Another concern is the lack of uniformity in S/H curricular content. Some courses are dedicated exclusively to religious issues (“Jesus Christ and the Trinity”, “the contribution of religious manifestations in the construction of cultures and society,” etc.); others focus on complementary and alternative medicine (CAM) practices such as Reike, ayurvedic medicine and hypnosis; and still others emphasize the interface between quantum physics and connections to health (through Kirlian photography, bioelectrography, near-death experiences, etc.). All of these topics are considered “spiritual.” This situation reflects a lack of specific training for faculty, a lack of consensus between faculty on what should be included in the curriculum and lack of a national policy with regard to S/H in medical education.
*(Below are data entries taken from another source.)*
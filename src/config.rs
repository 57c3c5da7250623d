use crate::aggregate::{DEFAULT_OTHER_LABEL, DEFAULT_TOP_N};
use crate::error::{ReportError, Result};
use serde::{Deserialize, Serialize};
use std::path::{Path, PathBuf};

/// Report settings, read from an optional JSON file.
///
/// Missing keys fall back to the defaults, so `{}` is a valid file.
#[derive(Debug, Clone, PartialEq, Serialize, Deserialize)]
#[serde(default)]
pub struct ReportConfig {
    /// Named slices in the revenue share chart before the overflow slice.
    pub top_n: usize,
    pub other_label: String,
    pub delimiter: char,
    pub preview_rows: usize,
    pub export_dir: Option<PathBuf>,
}

impl Default for ReportConfig {
    fn default() -> Self {
        Self {
            top_n: DEFAULT_TOP_N,
            other_label: DEFAULT_OTHER_LABEL.to_string(),
            delimiter: ',',
            preview_rows: 10,
            export_dir: None,
        }
    }
}

impl ReportConfig {
    pub fn load(path: Option<&Path>) -> Result<Self> {
        let Some(path) = path else {
            return Ok(Self::default());
        };
        let content = std::fs::read_to_string(path)?;
        let config: ReportConfig = serde_json::from_str(&content)?;
        config.validate()?;
        log::debug!("Loaded config from {}", path.display());
        Ok(config)
    }

    pub fn validate(&self) -> Result<()> {
        if self.top_n == 0 {
            return Err(ReportError::Config("top_n must be at least 1".into()));
        }
        if self.other_label.is_empty() {
            return Err(ReportError::Config("other_label must not be empty".into()));
        }
        self.delimiter_byte()?;
        Ok(())
    }

    /// The delimiter as the byte the CSV reader expects. Only ASCII
    /// characters fit in one byte of UTF-8 text.
    pub fn delimiter_byte(&self) -> Result<u8> {
        if self.delimiter.is_ascii() {
            Ok(self.delimiter as u8)
        } else {
            Err(ReportError::Config(format!(
                "delimiter {:?} is not a single-byte character",
                self.delimiter
            )))
        }
    }
}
It is also possible, however, that the medical deans we surveyed may not have always been aware of courses that included S/H content, since they may not have been involved in those courses and instead relied on what their often large and diverse faculty shared with them. In a recent consensus conference on palliative care, spirituality was considered a fundamental component of palliative care [21]. Likewise, CAM courses often include aspects of S/H in their content, which respondents to our survey may not have been aware of [22].
Interestingly, the majority of medical directors (54%) believed that this issue is important for their schools and none reported that it was not important. These results are even more positive than those from a study of US medical school deans [12], of whom less than 40% felt that introducing S/H contents into the curriculum was important and only 10% indicated their faculty valued S/H content as “very valuable.” We should note that there is a clear difference between medical school deans’ opinions and their medical school's actual practices. While medical school deans in Brazil believe this issue is important, they often do not integrate it into the curriculum. We understand that a major barrier to doing so involves the intense competition for time in the curriculum, the lack of research on S/H in Brazil, and lack of qualified faculty to teach such courses.
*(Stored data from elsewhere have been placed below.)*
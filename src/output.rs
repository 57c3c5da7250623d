use crate::error::Result;
use crate::session::YearReports;
use crate::types::{ComparisonSeries, PieSeries, RevenueTable};
use crate::util::{display_money, format_percent};
use serde::Serialize;
use std::path::{Path, PathBuf};
use tabled::{settings::Style, Table, Tabled};

#[derive(Debug, Clone, Tabled)]
pub struct ShareRow {
    #[tabled(rename = "Slice")]
    pub label: String,
    #[tabled(rename = "Revenue", display_with = "display_money")]
    pub value: f64,
    #[tabled(rename = "Share")]
    pub share: String,
}

#[derive(Debug, Clone, Tabled)]
pub struct ComparisonRow {
    #[tabled(rename = "Year")]
    pub year: i32,
    #[tabled(rename = "Location A", display_with = "display_money")]
    pub a: f64,
    #[tabled(rename = "Location B", display_with = "display_money")]
    pub b: f64,
}

/// Column names of the ranked table CSV, matching `RankedRow`'s serde names.
const RANKED_HEADERS: [&str; 3] = ["Location", "Revenue", "Percent"];

/// JSON export document for one year plus the current comparison.
#[derive(Debug, Serialize)]
struct ExportBundle<'a> {
    #[serde(flatten)]
    year: &'a YearReports,
    comparison: Option<&'a ComparisonSeries>,
}

pub fn write_csv<T: Serialize>(path: &Path, rows: &[T]) -> Result<()> {
    let mut wtr = csv::Writer::from_path(path)?;
    for r in rows {
        wtr.serialize(r)?;
    }
    wtr.flush()?;
    Ok(())
}

pub fn write_header_only(path: &Path, headers: &[&str]) -> Result<()> {
    let mut wtr = csv::Writer::from_path(path)?;
    wtr.write_record(headers)?;
    wtr.flush()?;
    Ok(())
}

pub fn write_json<T: Serialize>(path: &Path, value: &T) -> Result<()> {
    let s = serde_json::to_string_pretty(value)?;
    std::fs::write(path, s)?;
    Ok(())
}

/// Write the ranked table as CSV and the rest of the year's reports as JSON
/// into `dir`. Returns the paths written.
pub fn export_reports(
    dir: &Path,
    reports: &YearReports,
    comparison: Option<&ComparisonSeries>,
) -> Result<Vec<PathBuf>> {
    std::fs::create_dir_all(dir)?;
    let year = reports.table.year();

    let csv_path = dir.join(format!("revenue_by_location_{}.csv", year));
    match &reports.table {
        // No rows to serialize means no header either; write it by hand.
        RevenueTable::Empty { .. } => write_header_only(&csv_path, &RANKED_HEADERS)?,
        RevenueTable::Ranked { rows, .. } => write_csv(&csv_path, rows)?,
    }

    let json_path = dir.join(format!("report_{}.json", year));
    let bundle = ExportBundle {
        year: reports,
        comparison,
    };
    write_json(&json_path, &bundle)?;

    log::info!("Exported reports for {} to {}", year, dir.display());
    Ok(vec![csv_path, json_path])
}

pub fn share_rows(pie: &PieSeries) -> Vec<ShareRow> {
    let total = pie.total();
    pie.labels
        .iter()
        .zip(&pie.values)
        .map(|(label, value)| ShareRow {
            label: label.clone(),
            value: *value,
            share: format!("{}%", format_percent(*value, total)),
        })
        .collect()
}

pub fn comparison_rows(series: &ComparisonSeries) -> Vec<ComparisonRow> {
    series
        .years
        .iter()
        .zip(series.series_a.iter().zip(&series.series_b))
        .map(|(year, (a, b))| ComparisonRow {
            year: *year,
            a: *a,
            b: *b,
        })
        .collect()
}

pub fn render_table<T>(rows: &[T], max_rows: usize) -> String
where
    T: Tabled + Clone,
{
    let slice: Vec<T> = rows.iter().take(max_rows).cloned().collect();
    if slice.is_empty() {
        return "(no rows)".to_string();
    }
    Table::new(slice).with(Style::markdown()).to_string()
}

pub fn preview_table_rows<T>(rows: &[T], max_rows: usize)
where
    T: Tabled + Clone,
{
    println!("{}", render_table(rows, max_rows));
    if rows.len() > max_rows {
        println!("... {} more rows", rows.len() - max_rows);
    }
    println!();
}

pub fn print_year_reports(reports: &YearReports, max_rows: usize) {
    let year = reports.summary.year;
    println!("Summary Stats ({})", year);
    preview_table_rows(std::slice::from_ref(&reports.summary), 1);

    println!("Revenue by Location ({})", year);
    match &reports.table {
        RevenueTable::Empty { .. } => println!("No data for the selected year.\n"),
        RevenueTable::Ranked { rows, .. } => preview_table_rows(rows, max_rows),
    }

    println!("Revenue Share ({})", year);
    let shares = share_rows(&reports.pie);
    preview_table_rows(&shares, shares.len());
}

pub fn print_comparison(series: &ComparisonSeries) {
    println!("Location Comparison");
    println!("A: {}", series.label_a);
    println!("B: {}\n", series.label_b);
    let rows = comparison_rows(series);
    preview_table_rows(&rows, rows.len());
}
Despite the limited space in the curriculum, addressing spiritual issues related to clinical care should be given more attention.
There is a general agreement that spiritual/religious beliefs can impact physical and mental health as well as affect ethical, legal and medical decisions [3, 15]. There is also agreement that physicians should not prescribe religious activities that patients are not already doing [23]. There is no consensus, however, on whether physicians should pray with patients [24], what kind of issues should be taught in S/H course, and how these courses should be evaluated [10].
Our study has a number of limitations. First, despite substantial efforts to achieve a high response rate (sequential emails, phone contacts, expanded deadlines), we received responses from only about half of Brazilian medical schools. As noted earlier, this may represent a lack of interest by some schools in the topic. Nevertheless, our response rate was similar to Neely et al. [11] who evaluated UK medical schools. Second, some medical directors/representatives may not have been aware of S/H initiatives conducted by their faculty and therefore chose not to respond. Third, the questionnaire did not include a number of factors that could affect the inclusion of S/H in the medical curriculum, such as curricular time, funding, training support, questions about curricular competencies, methods to evaluate these competencies, and type of teamwork available within the school. In order to maximize the response rate, these questions could not be included.